▶ _PROBLEM_
A copy is needed of each line in the records that has the word "const".

▶ _RECORDS FOR THIS TASK_
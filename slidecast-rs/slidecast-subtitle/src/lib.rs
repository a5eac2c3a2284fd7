use slidecast_utils::Slide;
use std::fmt::Write as _;
use std::fs;
use std::path::{Path, PathBuf};
use std::time::Duration;
use thiserror::Error;

#[derive(Debug, Error)]
pub enum SubtitleError {
    #[error("got {durations} audio durations for {slides} slides")]
    LengthMismatch { slides: usize, durations: usize },
    #[error("slide {index} has no audio duration")]
    ZeroDuration { index: usize },
    #[error("failed to write subtitles to {path}")]
    Io {
        path: PathBuf,
        #[source]
        source: std::io::Error,
    },
}

/// One timed caption. Times are milliseconds from the start of the video.
#[derive(Debug, Clone, PartialEq, Eq)]
pub struct Cue {
    pub slide_index: usize,
    pub start_ms: u64,
    pub end_ms: u64,
    pub text: String,
}

/// Lay the slides' narration end to end, each cue lasting as long as its audio.
///
/// Offsets are accumulated in whole milliseconds so one cue ends exactly where
/// the next one starts.
pub fn build_cues(slides: &[Slide], durations: &[Duration]) -> Result<Vec<Cue>, SubtitleError> {
    if slides.len() != durations.len() {
        return Err(SubtitleError::LengthMismatch {
            slides: slides.len(),
            durations: durations.len(),
        });
    }

    let mut cues = Vec::with_capacity(slides.len());
    let mut offset_ms = 0u64;

    for (slide, duration) in slides.iter().zip(durations) {
        let length_ms = duration.as_millis() as u64;
        if length_ms == 0 {
            return Err(SubtitleError::ZeroDuration { index: slide.index });
        }

        cues.push(Cue {
            slide_index: slide.index,
            start_ms: offset_ms,
            end_ms: offset_ms + length_ms,
            text: caption_text(&slide.narration),
        });
        offset_ms += length_ms;
    }

    Ok(cues)
}

pub fn render_webvtt(cues: &[Cue]) -> String {
    let mut output = String::from("WEBVTT\n");
    for cue in cues {
        let _ = write!(
            output,
            "\n{}\n{} --> {}\n{}\n",
            cue.slide_index + 1,
            format_timestamp(cue.start_ms),
            format_timestamp(cue.end_ms),
            cue.text
        );
    }
    output
}

pub fn write_webvtt(path: &Path, cues: &[Cue]) -> Result<(), SubtitleError> {
    fs::write(path, render_webvtt(cues)).map_err(|source| SubtitleError::Io {
        path: path.to_path_buf(),
        source,
    })
}

/// `HH:MM:SS.mmm`
pub fn format_timestamp(total_ms: u64) -> String {
    let ms = total_ms % 1_000;
    let total_secs = total_ms / 1_000;
    let secs = total_secs % 60;
    let mins = (total_secs / 60) % 60;
    let hours = total_secs / 3_600;
    format!("{hours:02}:{mins:02}:{secs:02}.{ms:03}")
}

// "-->" and blank lines would end the cue early.
fn caption_text(narration: &str) -> String {
    narration
        .lines()
        .map(str::trim)
        .filter(|line| !line.is_empty())
        .collect::<Vec<_>>()
        .join("\n")
        .replace("-->", "->")
}

#[cfg(test)]
mod tests;
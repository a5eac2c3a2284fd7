use base64::Engine;
use base64::engine::general_purpose::STANDARD as BASE64_STANDARD;
use std::fs;
use std::path::{Path, PathBuf};
use thiserror::Error;

mod audio;
mod encode;
mod process;
mod render;

pub use audio::{AudioError, wav_duration, wav_duration_from_bytes};
pub use encode::{
    EncodeError, EncodeJob, FRAME_RATE, FfmpegEncoder, Segment, encode_args, frame_aligned,
};
pub use process::ToolError;
pub use render::{CardStyle, RenderError, TextCardRenderer};

// The image endpoint is asked for PNG, the format slide artifacts use.
const IMAGE_EXTENSION: &str = "png";

#[derive(Debug, Error)]
pub enum ImageSaveError {
    #[error("image payload is empty")]
    EmptyPayload,
    #[error("failed to decode image bytes")]
    Decode(#[from] base64::DecodeError),
    #[error("failed to write image to {path}")]
    Io {
        path: PathBuf,
        #[source]
        source: std::io::Error,
    },
}

#[derive(Debug)]
pub struct SaveImageOptions<'a> {
    pub file_stem: &'a str,
    pub output_dir: &'a Path,
}

/// Decode a base64 PNG and write it as `<output_dir>/<file_stem>.png`.
pub fn save_base64_image(
    encoded: &str,
    options: SaveImageOptions<'_>,
) -> Result<PathBuf, ImageSaveError> {
    if encoded.trim().is_empty() {
        return Err(ImageSaveError::EmptyPayload);
    }

    let bytes = BASE64_STANDARD
        .decode(encoded.trim())
        .map_err(ImageSaveError::Decode)?;

    fs::create_dir_all(options.output_dir).map_err(|source| ImageSaveError::Io {
        path: options.output_dir.to_path_buf(),
        source,
    })?;

    let path = options
        .output_dir
        .join(format!("{}.{IMAGE_EXTENSION}", options.file_stem));

    fs::write(&path, &bytes).map_err(|source| ImageSaveError::Io {
        path: path.clone(),
        source,
    })?;

    Ok(path)
}
use serde::{Deserialize, Serialize};
use std::path::{Path, PathBuf};

mod retry;

pub use retry::{RetryPolicy, Transient, UpstreamError, retry_after_from_headers, with_retry};

/// Upper bound on slides per run; file names carry a two-digit index.
pub const MAX_SLIDES: usize = 100;
pub const PROMPT_FILE_NAME: &str = "prompt.txt";
pub const PRESENTATION_FILE_NAME: &str = "presentation.json";
pub const SUBTITLE_FILE_NAME: &str = "subtitles.vtt";
pub const VIDEO_FILE_NAME: &str = "video.mp4";

/// One unit of presentation content, in the order the language model wrote it.
#[derive(Debug, Clone, PartialEq, Eq, Serialize, Deserialize)]
pub struct Slide {
    pub index: usize,
    pub title: String,
    pub body: String,
    pub narration: String,
    #[serde(default, skip_serializing_if = "Option::is_none")]
    pub image_prompt: Option<String>,
}

impl Slide {
    /// Description handed to an image generator for this slide.
    pub fn image_description(&self) -> String {
        match trimmed_or_none(self.image_prompt.as_deref()) {
            Some(prompt) => prompt.to_string(),
            None => format!("{}. {}", self.title.trim(), self.body.trim()),
        }
    }
}

#[derive(Debug, Clone, Copy, PartialEq, Eq, Hash)]
pub enum ArtifactKind {
    Image,
    Audio,
}

impl ArtifactKind {
    fn prefix(self) -> &'static str {
        match self {
            ArtifactKind::Image => "slide",
            ArtifactKind::Audio => "audio",
        }
    }

    fn extension(self) -> &'static str {
        match self {
            ArtifactKind::Image => "png",
            ArtifactKind::Audio => "wav",
        }
    }
}

/// A per-slide file inside a run directory.
#[derive(Debug, Clone, PartialEq, Eq)]
pub struct Artifact {
    pub slide_index: usize,
    pub kind: ArtifactKind,
    pub path: PathBuf,
}

impl Artifact {
    pub fn in_dir(run_dir: &Path, slide_index: usize, kind: ArtifactKind) -> Self {
        Self {
            slide_index,
            kind,
            path: run_dir.join(artifact_file_name(kind, slide_index)),
        }
    }
}

/// File name for a slide artifact, zero-padded so lexical and slide order agree.
pub fn artifact_file_name(kind: ArtifactKind, slide_index: usize) -> String {
    debug_assert!(slide_index < MAX_SLIDES);
    format!("{}_{:02}.{}", kind.prefix(), slide_index, kind.extension())
}

pub fn trimmed_or_none(input: Option<&str>) -> Option<&str> {
    input.and_then(|value| {
        let trimmed = value.trim();
        if trimmed.is_empty() {
            None
        } else {
            Some(trimmed)
        }
    })
}

/// Greedy word wrap on character counts. Words longer than `width` get a line of their own.
pub fn wrap_text(input: &str, width: usize) -> Vec<String> {
    let width = width.max(1);
    let mut lines = Vec::new();

    for paragraph in input.lines() {
        let mut current = String::new();
        for word in paragraph.split_whitespace() {
            let needed = if current.is_empty() {
                word.chars().count()
            } else {
                current.chars().count() + 1 + word.chars().count()
            };

            if needed > width && !current.is_empty() {
                lines.push(std::mem::take(&mut current));
            }
            if !current.is_empty() {
                current.push(' ');
            }
            current.push_str(word);
        }
        if !current.is_empty() {
            lines.push(current);
        }
    }

    lines
}

#[cfg(test)]
mod tests {
    use super::*;

    #[test]
    fn artifact_names_are_zero_padded() {
        assert_eq!(artifact_file_name(ArtifactKind::Image, 0), "slide_00.png");
        assert_eq!(artifact_file_name(ArtifactKind::Audio, 7), "audio_07.wav");
        assert_eq!(artifact_file_name(ArtifactKind::Image, 99), "slide_99.png");
    }

    #[test]
    fn lexical_order_matches_slide_order_up_to_max_slides() {
        for count in 1..=MAX_SLIDES {
            for kind in [ArtifactKind::Image, ArtifactKind::Audio] {
                let names: Vec<String> =
                    (0..count).map(|index| artifact_file_name(kind, index)).collect();
                let mut sorted = names.clone();
                sorted.sort();
                assert_eq!(sorted, names, "{kind:?} names for {count} slides");
            }
        }
    }

    #[test]
    fn artifact_in_dir_joins_run_directory() {
        let artifact = Artifact::in_dir(Path::new("/tmp/run/3"), 4, ArtifactKind::Audio);
        assert_eq!(artifact.path, PathBuf::from("/tmp/run/3/audio_04.wav"));
        assert_eq!(artifact.slide_index, 4);
    }

    #[test]
    fn image_description_falls_back_to_title_and_body() {
        let mut slide = Slide {
            index: 0,
            title: "Founding".to_string(),
            body: "Romulus and Remus".to_string(),
            narration: "Rome was founded...".to_string(),
            image_prompt: Some("   ".to_string()),
        };
        assert_eq!(slide.image_description(), "Founding. Romulus and Remus");

        slide.image_prompt = Some("A she-wolf under a fig tree".to_string());
        assert_eq!(slide.image_description(), "A she-wolf under a fig tree");
    }

    #[test]
    fn wrap_text_respects_width() {
        let lines = wrap_text("the quick brown fox jumps over the lazy dog", 10);
        assert_eq!(lines, vec!["the quick", "brown fox", "jumps over", "the lazy", "dog"]);
        assert!(lines.iter().all(|line| line.chars().count() <= 10));
    }

    #[test]
    fn wrap_text_keeps_paragraph_breaks_and_long_words() {
        let lines = wrap_text("short\nextraordinarily long", 8);
        assert_eq!(lines, vec!["short", "extraordinarily", "long"]);
    }

    #[test]
    fn trimmed_or_none_discards_blank_input() {
        assert_eq!(trimmed_or_none(Some("  x ")), Some("x"));
        assert_eq!(trimmed_or_none(Some("   ")), None);
        assert_eq!(trimmed_or_none(None), None);
    }
}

▶ _REPLY TO THE EXERCISE_
const IMAGE_EXTENSION: &str = "png";
pub const MAX_SLIDES: usize = 100;
pub const PROMPT_FILE_NAME: &str = "prompt.txt";
pub const PRESENTATION_FILE_NAME: &str = "presentation.json";
pub const SUBTITLE_FILE_NAME: &str = "subtitles.vtt";
pub const VIDEO_FILE_NAME: &str = "video.mp4";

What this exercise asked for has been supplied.